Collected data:

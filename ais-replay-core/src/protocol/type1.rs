//! AIS message type 1 (position report) field quantization and assembly.
//!
//! Every quantizer is total: missing or out-of-range input maps to the
//! "not available" sentinel the message definition reserves for that
//! field, so downstream decoders see missing data as missing rather
//! than as a false zero reading.

use chrono::Timelike;

use crate::record::AisRecord;
use crate::status::NavigationStatus;

use super::bits::{BitBuffer, POSITION_REPORT_BITS};

/// Longitude "not available" sentinel: 181 degrees in 1/600000 minute units.
pub const LONGITUDE_NOT_AVAILABLE: i32 = 0x6791AC0;
/// Latitude "not available" sentinel: 91 degrees in 1/600000 minute units.
pub const LATITUDE_NOT_AVAILABLE: i32 = 0x3412140;
/// Speed over ground "not available" sentinel (tenths of a knot field).
pub const SOG_NOT_AVAILABLE: u32 = 1023;
/// Course over ground "not available" sentinel (tenths of a degree field).
pub const COG_NOT_AVAILABLE: u32 = 3600;
/// True heading "not available" sentinel.
pub const HEADING_NOT_AVAILABLE: u32 = 511;

/// Rate of turn, 8 bits signed.
///
/// Zero and "not available" both encode to 0; anything else uses the
/// nonlinear ROT sensor encoding `sign * sqrt(|rot| / 4.733)`, which
/// compresses the sensor range into [-126, 126].
pub fn rate_of_turn_raw(rot: Option<f64>) -> i32 {
    match rot {
        None => 0,
        Some(r) if r == 0.0 => 0,
        Some(r) => {
            let encoded = (r.signum() * (r.abs() / 4.733).sqrt()).round() as i32;
            encoded.clamp(-126, 126)
        }
    }
}

/// Speed over ground in tenths of a knot, 10 bits.
///
/// Capped at 1022 ("102.2 knots or more"); 1023 is reserved for
/// "not available".
pub fn speed_raw(sog: Option<f64>) -> u32 {
    match sog {
        None => SOG_NOT_AVAILABLE,
        Some(s) => ((s * 10.0).round() as u32).min(1022),
    }
}

/// Longitude in 1/600000 minute units, 28 bits signed.
pub fn longitude_raw(lon: Option<f64>) -> i32 {
    match lon {
        None => LONGITUDE_NOT_AVAILABLE,
        Some(l) => (l * 600_000.0).round() as i32,
    }
}

/// Latitude in 1/600000 minute units, 27 bits signed.
pub fn latitude_raw(lat: Option<f64>) -> i32 {
    match lat {
        None => LATITUDE_NOT_AVAILABLE,
        Some(l) => (l * 600_000.0).round() as i32,
    }
}

/// Course over ground in tenths of a degree, 12 bits.
pub fn course_raw(cog: Option<f64>) -> u32 {
    match cog {
        None => COG_NOT_AVAILABLE,
        Some(c) => ((c * 10.0).round() as u32).min(3599),
    }
}

/// True heading in whole degrees, 9 bits. Anything outside [0, 359]
/// is "not available".
pub fn heading_raw(heading: Option<u16>) -> u32 {
    match heading {
        Some(h) if h <= 359 => u32::from(h),
        _ => HEADING_NOT_AVAILABLE,
    }
}

/// Assemble the 168-bit type 1 position report for a record.
///
/// Field offsets follow the published message layout. The reserved,
/// maneuver, RAIM and radio-status bits are always zero; position
/// accuracy is always reported as low.
pub fn build_position_report(record: &AisRecord) -> BitBuffer {
    let mut bits = BitBuffer::new(POSITION_REPORT_BITS);

    bits.set(0, 6, 1); // message type: position report class A
    bits.set(6, 2, 0); // repeat indicator
    bits.set(8, 30, record.mmsi);
    bits.set(
        38,
        4,
        NavigationStatus::from_text(record.navigational_status.as_deref())
            .code()
            .into(),
    );
    bits.set_signed(42, 8, rate_of_turn_raw(record.rate_of_turn));
    bits.set(50, 10, speed_raw(record.speed_over_ground));
    bits.set(60, 1, 0); // position accuracy: low
    bits.set_signed(61, 28, longitude_raw(record.longitude));
    bits.set_signed(89, 27, latitude_raw(record.latitude));
    bits.set(116, 12, course_raw(record.course_over_ground));
    bits.set(128, 9, heading_raw(record.true_heading));
    bits.set(137, 6, record.timestamp.second().min(59));
    bits.set(143, 2, 0); // maneuver indicator
    bits.set(145, 3, 0); // spare
    bits.set(148, 1, 0); // RAIM flag
    bits.set(149, 19, 0); // radio status

    bits
}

WHAT THIS TASK INVOLVES: Having read the entries above, set each one down again exactly.

ANSWER TO THE PROBLEM:
filename ais-replay-core/src/protocol/type1.rs
//! AIS message type 1 (position report) field quantization and assembly.
//!
//! Every quantizer is total: missing or out-of-range input maps to the
//! "not available" sentinel the message definition reserves for that
//! field, so downstream decoders see missing data as missing rather
//! than as a false zero reading.

use chrono::Timelike;

use crate::record::AisRecord;
use crate::status::NavigationStatus;

use super::bits::{BitBuffer, POSITION_REPORT_BITS};

/// Longitude "not available" sentinel: 181 degrees in 1/600000 minute units.
pub const LONGITUDE_NOT_AVAILABLE: i32 = 0x6791AC0;
/// Latitude "not available" sentinel: 91 degrees in 1/600000 minute units.
pub const LATITUDE_NOT_AVAILABLE: i32 = 0x3412140;
/// Speed over ground "not available" sentinel (tenths of a knot field).
pub const SOG_NOT_AVAILABLE: u32 = 1023;
/// Course over ground "not available" sentinel (tenths of a degree field).
pub const COG_NOT_AVAILABLE: u32 = 3600;
/// True heading "not available" sentinel.
pub const HEADING_NOT_AVAILABLE: u32 = 511;

/// Rate of turn, 8 bits signed.
///
/// Zero and "not available" both encode to 0; anything else uses the
/// nonlinear ROT sensor encoding `sign * sqrt(|rot| / 4.733)`, which
/// compresses the sensor range into [-126, 126].
pub fn rate_of_turn_raw(rot: Option<f64>) -> i32 {
    match rot {
        None => 0,
        Some(r) if r == 0.0 => 0,
        Some(r) => {
            let encoded = (r.signum() * (r.abs() / 4.733).sqrt()).round() as i32;
            encoded.clamp(-126, 126)
        }
    }
}

/// Speed over ground in tenths of a knot, 10 bits.
///
/// Capped at 1022 ("102.2 knots or more"); 1023 is reserved for
/// "not available".
pub fn speed_raw(sog: Option<f64>) -> u32 {
    match sog {
        None => SOG_NOT_AVAILABLE,
        Some(s) => ((s * 10.0).round() as u32).min(1022),
    }
}

/// Longitude in 1/600000 minute units, 28 bits signed.
pub fn longitude_raw(lon: Option<f64>) -> i32 {
    match lon {
        None => LONGITUDE_NOT_AVAILABLE,
        Some(l) => (l * 600_000.0).round() as i32,
    }
}

/// Latitude in 1/600000 minute units, 27 bits signed.
pub fn latitude_raw(lat: Option<f64>) -> i32 {
    match lat {
        None => LATITUDE_NOT_AVAILABLE,
        Some(l) => (l * 600_000.0).round() as i32,
    }
}

/// Course over ground in tenths of a degree, 12 bits.
pub fn course_raw(cog: Option<f64>) -> u32 {
    match cog {
        None => COG_NOT_AVAILABLE,
        Some(c) => ((c * 10.0).round() as u32).min(3599),
    }
}

/// True heading in whole degrees, 9 bits. Anything outside [0, 359]
/// is "not available".
pub fn heading_raw(heading: Option<u16>) -> u32 {
    match heading {
        Some(h) if h <= 359 => u32::from(h),
        _ => HEADING_NOT_AVAILABLE,
    }
}

/// Assemble the 168-bit type 1 position report for a record.
///
/// Field offsets follow the published message layout. The reserved,
/// maneuver, RAIM and radio-status bits are always zero; position
/// accuracy is always reported as low.
pub fn build_position_report(record: &AisRecord) -> BitBuffer {
    let mut bits = BitBuffer::new(POSITION_REPORT_BITS);

    bits.set(0, 6, 1); // message type: position report class A
    bits.set(6, 2, 0); // repeat indicator
    bits.set(8, 30, record.mmsi);
    bits.set(
        38,
        4,
        NavigationStatus::from_text(record.navigational_status.as_deref())
            .code()
            .into(),
    );
    bits.set_signed(42, 8, rate_of_turn_raw(record.rate_of_turn));
    bits.set(50, 10, speed_raw(record.speed_over_ground));
    bits.set(60, 1, 0); // position accuracy: low
    bits.set_signed(61, 28, longitude_raw(record.longitude));
    bits.set_signed(89, 27, latitude_raw(record.latitude));
    bits.set(116, 12, course_raw(record.course_over_ground));
    bits.set(128, 9, heading_raw(record.true_heading));
    bits.set(137, 6, record.timestamp.second().min(59));
    bits.set(143, 2, 0); // maneuver indicator
    bits.set(145, 3, 0); // spare
    bits.set(148, 1, 0); // RAIM flag
    bits.set(149, 19, 0); // radio status

    bits
}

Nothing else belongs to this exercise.